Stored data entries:
* * * * * * *
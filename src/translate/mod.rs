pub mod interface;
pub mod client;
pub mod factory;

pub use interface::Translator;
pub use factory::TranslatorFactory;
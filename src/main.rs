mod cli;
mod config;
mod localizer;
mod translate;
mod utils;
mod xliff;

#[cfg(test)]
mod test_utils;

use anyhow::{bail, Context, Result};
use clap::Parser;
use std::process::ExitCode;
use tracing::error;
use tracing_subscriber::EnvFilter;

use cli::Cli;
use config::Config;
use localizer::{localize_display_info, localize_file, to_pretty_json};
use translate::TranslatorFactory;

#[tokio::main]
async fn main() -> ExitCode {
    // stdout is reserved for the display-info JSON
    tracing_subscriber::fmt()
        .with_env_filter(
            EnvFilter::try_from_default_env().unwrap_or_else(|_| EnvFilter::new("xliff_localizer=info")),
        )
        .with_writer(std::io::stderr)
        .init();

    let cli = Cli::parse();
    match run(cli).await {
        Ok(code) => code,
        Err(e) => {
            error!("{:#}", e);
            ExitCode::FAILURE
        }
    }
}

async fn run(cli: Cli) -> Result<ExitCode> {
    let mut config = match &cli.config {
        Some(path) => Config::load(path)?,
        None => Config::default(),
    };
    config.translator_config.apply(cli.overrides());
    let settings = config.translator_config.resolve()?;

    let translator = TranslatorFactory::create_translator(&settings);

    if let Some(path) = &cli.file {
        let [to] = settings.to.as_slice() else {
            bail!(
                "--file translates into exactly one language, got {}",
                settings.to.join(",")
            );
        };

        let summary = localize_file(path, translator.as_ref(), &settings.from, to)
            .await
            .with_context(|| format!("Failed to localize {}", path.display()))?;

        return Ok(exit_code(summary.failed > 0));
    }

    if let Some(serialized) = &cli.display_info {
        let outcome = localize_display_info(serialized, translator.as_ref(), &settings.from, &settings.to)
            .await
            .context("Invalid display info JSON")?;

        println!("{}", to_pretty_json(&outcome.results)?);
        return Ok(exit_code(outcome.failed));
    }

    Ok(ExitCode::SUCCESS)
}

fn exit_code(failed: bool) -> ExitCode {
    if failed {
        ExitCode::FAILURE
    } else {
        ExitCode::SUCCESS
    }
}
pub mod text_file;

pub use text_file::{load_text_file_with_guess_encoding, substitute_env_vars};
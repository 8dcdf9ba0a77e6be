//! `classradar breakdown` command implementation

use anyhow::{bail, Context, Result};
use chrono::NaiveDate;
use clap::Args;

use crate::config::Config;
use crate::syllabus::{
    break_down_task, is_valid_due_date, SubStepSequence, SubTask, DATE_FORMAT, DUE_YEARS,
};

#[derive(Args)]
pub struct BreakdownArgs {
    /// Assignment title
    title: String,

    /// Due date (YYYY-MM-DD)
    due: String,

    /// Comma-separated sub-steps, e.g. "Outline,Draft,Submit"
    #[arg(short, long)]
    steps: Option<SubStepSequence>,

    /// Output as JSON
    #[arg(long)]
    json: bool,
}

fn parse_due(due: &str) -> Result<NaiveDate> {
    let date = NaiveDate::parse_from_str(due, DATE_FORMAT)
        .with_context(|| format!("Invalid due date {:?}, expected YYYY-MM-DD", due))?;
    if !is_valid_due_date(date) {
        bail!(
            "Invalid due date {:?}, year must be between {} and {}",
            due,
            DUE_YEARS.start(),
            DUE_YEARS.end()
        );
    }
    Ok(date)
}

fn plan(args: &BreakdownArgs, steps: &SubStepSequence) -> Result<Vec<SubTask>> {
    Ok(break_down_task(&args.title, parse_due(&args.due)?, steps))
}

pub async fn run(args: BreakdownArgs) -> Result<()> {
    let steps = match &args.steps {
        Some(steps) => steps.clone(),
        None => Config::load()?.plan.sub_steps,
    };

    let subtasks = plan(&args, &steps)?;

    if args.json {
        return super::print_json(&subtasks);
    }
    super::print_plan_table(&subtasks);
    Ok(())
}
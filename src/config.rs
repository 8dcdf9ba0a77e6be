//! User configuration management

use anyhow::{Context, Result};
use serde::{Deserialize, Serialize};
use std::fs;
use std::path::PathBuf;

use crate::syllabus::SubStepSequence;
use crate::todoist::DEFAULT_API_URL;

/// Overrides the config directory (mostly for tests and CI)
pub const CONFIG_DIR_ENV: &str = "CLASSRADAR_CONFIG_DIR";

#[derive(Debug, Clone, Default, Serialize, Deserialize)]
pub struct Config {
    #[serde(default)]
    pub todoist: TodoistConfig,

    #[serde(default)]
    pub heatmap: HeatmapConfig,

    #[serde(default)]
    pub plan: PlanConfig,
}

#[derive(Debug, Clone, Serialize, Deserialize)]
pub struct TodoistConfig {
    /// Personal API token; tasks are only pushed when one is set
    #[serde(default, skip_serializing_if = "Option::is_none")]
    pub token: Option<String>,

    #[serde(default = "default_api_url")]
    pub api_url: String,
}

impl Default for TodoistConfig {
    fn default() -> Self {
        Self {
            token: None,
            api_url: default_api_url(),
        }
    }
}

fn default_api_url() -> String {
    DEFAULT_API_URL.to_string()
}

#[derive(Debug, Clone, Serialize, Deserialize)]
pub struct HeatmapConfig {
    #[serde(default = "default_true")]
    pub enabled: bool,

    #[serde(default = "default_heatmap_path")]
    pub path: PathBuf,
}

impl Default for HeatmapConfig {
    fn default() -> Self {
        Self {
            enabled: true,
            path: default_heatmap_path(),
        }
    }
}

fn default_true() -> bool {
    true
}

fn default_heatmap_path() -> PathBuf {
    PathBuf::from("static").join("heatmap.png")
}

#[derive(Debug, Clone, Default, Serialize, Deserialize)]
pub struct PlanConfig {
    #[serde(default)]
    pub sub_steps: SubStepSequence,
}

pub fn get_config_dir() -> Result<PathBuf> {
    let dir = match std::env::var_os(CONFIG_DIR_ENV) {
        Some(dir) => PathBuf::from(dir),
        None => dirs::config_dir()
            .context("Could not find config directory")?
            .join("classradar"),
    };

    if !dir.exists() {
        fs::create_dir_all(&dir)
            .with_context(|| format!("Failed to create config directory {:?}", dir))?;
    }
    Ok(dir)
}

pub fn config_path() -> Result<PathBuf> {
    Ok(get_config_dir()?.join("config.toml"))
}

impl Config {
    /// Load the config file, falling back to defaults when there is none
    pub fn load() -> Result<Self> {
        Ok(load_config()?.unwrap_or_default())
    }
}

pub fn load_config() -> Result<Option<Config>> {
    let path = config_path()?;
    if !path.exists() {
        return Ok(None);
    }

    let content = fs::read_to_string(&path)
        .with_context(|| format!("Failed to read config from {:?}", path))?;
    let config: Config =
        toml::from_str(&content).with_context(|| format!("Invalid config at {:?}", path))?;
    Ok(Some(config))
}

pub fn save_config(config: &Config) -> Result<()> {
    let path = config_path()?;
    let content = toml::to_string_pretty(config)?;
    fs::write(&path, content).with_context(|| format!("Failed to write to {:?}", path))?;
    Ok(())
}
* * * * * * *
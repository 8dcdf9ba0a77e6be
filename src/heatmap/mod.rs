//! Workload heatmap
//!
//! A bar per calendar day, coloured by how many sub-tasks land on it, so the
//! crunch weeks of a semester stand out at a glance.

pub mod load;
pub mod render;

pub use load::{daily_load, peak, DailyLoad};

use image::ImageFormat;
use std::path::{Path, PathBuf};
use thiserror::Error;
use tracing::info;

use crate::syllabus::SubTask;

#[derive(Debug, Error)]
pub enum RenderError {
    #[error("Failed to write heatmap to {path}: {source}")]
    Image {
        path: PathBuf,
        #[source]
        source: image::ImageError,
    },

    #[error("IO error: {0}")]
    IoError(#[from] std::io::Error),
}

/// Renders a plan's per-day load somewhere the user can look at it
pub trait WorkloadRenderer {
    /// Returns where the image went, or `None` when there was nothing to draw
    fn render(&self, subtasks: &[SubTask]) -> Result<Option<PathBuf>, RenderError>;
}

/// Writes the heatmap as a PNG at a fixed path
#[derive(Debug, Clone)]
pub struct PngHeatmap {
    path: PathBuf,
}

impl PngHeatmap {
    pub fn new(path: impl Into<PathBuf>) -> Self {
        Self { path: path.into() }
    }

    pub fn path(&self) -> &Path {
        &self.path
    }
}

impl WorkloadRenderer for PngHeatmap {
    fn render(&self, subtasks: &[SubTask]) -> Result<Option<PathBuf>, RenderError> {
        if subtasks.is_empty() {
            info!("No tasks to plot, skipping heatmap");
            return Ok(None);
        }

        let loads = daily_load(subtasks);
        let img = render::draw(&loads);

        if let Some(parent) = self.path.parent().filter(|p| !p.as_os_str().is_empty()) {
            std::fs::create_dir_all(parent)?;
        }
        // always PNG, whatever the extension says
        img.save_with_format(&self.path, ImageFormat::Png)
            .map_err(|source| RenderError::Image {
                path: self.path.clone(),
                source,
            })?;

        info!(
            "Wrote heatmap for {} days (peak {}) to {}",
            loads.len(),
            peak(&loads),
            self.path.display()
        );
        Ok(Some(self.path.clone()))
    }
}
* * * * * * *
Count, in the records above, the lines that contain the word "bail"; the answer is that number alone.

4